Could you filter the records below down to the lines that include the word "handshake"?

--

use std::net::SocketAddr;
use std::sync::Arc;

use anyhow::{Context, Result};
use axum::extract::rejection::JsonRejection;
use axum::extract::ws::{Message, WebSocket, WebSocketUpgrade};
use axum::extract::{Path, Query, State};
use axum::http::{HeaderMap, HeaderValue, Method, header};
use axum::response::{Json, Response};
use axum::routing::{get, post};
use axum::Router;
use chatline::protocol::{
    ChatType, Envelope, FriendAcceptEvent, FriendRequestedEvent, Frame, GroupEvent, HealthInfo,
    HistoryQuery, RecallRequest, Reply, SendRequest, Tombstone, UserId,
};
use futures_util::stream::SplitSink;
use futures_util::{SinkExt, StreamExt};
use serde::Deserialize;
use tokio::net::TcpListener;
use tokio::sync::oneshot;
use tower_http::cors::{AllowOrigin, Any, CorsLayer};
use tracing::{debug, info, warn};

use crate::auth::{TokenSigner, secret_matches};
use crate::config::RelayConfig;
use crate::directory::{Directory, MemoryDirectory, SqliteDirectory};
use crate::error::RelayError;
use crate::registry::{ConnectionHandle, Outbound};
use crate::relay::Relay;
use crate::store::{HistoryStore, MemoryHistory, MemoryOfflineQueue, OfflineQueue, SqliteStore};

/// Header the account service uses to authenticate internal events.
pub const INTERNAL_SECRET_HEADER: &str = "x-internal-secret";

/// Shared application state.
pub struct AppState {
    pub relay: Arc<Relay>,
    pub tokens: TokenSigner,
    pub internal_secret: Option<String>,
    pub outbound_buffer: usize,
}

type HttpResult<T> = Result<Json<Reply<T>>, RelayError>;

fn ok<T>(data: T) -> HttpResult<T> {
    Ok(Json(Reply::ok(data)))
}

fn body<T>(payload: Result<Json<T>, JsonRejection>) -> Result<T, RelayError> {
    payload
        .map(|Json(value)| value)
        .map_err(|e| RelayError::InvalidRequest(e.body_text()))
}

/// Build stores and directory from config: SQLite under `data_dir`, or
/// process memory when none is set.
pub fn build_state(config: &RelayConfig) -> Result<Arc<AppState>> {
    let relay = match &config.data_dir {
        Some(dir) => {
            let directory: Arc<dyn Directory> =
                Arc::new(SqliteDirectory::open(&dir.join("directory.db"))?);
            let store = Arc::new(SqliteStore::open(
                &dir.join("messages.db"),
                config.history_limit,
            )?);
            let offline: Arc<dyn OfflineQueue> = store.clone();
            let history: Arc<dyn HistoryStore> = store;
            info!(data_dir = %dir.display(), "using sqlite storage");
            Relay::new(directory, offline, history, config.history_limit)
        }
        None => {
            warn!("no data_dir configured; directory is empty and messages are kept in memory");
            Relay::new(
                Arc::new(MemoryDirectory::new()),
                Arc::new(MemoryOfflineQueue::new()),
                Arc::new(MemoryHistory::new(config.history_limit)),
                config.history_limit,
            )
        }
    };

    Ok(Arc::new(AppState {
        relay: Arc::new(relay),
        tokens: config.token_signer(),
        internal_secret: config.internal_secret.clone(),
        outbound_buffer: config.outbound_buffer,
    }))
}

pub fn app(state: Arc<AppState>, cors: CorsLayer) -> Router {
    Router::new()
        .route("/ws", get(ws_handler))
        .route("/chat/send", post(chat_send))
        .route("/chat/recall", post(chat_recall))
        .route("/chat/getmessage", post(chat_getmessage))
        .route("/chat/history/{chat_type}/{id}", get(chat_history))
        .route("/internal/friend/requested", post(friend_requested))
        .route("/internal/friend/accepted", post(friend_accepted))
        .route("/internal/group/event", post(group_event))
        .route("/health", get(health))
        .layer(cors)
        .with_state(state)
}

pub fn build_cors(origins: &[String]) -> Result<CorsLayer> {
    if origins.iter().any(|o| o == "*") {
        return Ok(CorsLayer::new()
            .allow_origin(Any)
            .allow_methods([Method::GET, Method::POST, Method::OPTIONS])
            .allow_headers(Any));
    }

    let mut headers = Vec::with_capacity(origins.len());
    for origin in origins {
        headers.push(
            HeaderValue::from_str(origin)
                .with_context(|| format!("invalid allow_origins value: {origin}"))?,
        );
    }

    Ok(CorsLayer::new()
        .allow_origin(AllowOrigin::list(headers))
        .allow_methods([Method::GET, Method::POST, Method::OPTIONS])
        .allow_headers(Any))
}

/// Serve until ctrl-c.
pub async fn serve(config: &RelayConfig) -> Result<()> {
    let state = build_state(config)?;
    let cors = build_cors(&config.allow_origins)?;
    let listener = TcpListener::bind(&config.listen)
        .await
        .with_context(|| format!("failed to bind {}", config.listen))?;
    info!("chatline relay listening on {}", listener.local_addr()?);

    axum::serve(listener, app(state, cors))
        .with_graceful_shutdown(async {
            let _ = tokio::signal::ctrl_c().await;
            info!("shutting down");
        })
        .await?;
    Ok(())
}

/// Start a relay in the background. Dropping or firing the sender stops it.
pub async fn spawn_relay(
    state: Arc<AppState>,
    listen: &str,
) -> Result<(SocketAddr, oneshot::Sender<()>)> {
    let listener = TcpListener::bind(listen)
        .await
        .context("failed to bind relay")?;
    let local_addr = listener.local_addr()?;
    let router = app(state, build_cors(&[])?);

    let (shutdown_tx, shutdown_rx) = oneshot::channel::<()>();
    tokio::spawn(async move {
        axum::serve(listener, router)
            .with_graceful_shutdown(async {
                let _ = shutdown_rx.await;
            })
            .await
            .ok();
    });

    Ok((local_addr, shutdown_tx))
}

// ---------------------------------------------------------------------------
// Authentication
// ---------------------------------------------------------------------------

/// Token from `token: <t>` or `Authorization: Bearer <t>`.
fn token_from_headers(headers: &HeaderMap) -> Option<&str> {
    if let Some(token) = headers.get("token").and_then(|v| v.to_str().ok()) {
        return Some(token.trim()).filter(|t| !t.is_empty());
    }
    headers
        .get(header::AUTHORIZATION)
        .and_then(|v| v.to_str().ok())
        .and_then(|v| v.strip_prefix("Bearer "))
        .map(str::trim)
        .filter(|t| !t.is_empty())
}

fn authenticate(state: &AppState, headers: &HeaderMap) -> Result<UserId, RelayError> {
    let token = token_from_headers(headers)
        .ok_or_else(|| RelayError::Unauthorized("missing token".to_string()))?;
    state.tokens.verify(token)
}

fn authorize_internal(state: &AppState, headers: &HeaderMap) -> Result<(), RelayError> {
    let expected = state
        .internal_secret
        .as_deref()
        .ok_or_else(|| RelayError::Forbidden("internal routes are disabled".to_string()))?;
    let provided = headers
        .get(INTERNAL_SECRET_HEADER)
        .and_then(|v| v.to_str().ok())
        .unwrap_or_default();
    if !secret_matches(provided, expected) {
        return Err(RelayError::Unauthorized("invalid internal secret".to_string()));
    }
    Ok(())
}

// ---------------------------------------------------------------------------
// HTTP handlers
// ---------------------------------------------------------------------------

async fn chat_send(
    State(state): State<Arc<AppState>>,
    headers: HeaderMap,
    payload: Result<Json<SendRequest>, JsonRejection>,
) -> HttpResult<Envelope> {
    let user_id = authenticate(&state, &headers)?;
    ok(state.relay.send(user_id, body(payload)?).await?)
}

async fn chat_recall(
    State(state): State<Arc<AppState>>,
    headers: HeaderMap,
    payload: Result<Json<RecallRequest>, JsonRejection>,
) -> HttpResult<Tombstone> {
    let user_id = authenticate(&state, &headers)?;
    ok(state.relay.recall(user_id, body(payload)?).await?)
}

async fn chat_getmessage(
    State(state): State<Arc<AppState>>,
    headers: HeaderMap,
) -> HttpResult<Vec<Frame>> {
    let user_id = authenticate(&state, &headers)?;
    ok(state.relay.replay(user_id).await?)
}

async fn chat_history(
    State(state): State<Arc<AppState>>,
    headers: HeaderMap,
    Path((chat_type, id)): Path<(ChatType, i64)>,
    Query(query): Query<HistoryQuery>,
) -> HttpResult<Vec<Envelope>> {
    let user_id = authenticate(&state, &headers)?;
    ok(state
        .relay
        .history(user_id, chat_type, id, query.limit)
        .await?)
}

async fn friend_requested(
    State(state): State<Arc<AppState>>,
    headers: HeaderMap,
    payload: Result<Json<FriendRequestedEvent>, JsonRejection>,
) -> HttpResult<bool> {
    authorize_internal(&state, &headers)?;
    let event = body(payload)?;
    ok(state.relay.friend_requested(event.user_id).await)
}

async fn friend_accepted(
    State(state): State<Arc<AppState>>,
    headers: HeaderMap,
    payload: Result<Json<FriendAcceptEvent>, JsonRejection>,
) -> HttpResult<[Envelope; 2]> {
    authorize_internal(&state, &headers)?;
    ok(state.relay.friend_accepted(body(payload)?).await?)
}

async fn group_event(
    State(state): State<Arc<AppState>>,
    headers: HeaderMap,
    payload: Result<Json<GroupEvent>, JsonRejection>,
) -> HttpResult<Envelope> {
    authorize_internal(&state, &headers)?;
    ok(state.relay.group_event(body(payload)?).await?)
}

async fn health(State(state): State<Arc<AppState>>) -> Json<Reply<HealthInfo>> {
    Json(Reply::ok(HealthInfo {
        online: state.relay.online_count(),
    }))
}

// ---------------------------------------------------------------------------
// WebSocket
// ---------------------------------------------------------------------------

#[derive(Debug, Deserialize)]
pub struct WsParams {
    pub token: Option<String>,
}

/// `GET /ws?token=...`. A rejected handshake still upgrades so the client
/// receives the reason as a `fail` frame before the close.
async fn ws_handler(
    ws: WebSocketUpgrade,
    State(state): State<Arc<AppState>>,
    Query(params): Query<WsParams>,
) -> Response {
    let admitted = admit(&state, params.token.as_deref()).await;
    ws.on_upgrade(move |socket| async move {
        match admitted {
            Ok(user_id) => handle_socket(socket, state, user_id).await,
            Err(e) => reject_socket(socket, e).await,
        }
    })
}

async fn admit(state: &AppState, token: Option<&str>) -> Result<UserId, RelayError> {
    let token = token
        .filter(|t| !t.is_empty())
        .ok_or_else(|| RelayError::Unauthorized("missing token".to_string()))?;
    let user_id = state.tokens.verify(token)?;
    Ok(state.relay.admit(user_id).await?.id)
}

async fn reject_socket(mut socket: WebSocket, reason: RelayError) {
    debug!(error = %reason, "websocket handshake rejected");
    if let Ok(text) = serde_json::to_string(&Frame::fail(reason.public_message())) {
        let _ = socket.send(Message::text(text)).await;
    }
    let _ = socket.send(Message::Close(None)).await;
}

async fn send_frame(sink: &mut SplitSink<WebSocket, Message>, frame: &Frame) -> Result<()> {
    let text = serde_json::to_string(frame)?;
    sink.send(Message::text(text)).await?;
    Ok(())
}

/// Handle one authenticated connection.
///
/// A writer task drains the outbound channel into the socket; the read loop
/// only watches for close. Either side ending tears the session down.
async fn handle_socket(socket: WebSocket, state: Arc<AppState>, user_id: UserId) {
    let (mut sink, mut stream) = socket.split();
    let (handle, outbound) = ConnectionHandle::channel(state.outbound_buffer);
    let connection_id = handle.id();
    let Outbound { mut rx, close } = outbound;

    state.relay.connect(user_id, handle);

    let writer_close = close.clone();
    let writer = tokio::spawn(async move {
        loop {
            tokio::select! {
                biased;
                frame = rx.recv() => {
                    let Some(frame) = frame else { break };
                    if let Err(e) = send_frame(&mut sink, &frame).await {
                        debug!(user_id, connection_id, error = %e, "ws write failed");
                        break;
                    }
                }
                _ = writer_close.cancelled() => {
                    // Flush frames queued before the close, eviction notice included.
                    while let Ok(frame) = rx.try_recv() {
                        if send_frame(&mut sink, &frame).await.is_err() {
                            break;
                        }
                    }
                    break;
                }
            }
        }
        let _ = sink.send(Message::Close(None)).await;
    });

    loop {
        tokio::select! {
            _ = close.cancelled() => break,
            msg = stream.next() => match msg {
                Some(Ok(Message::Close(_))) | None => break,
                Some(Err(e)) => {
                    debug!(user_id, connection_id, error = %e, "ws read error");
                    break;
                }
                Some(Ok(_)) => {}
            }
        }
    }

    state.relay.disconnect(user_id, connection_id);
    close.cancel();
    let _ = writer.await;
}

--

Problem solution.
/// `GET /ws?token=...`. A rejected handshake still upgrades so the client
    debug!(error = %reason, "websocket handshake rejected");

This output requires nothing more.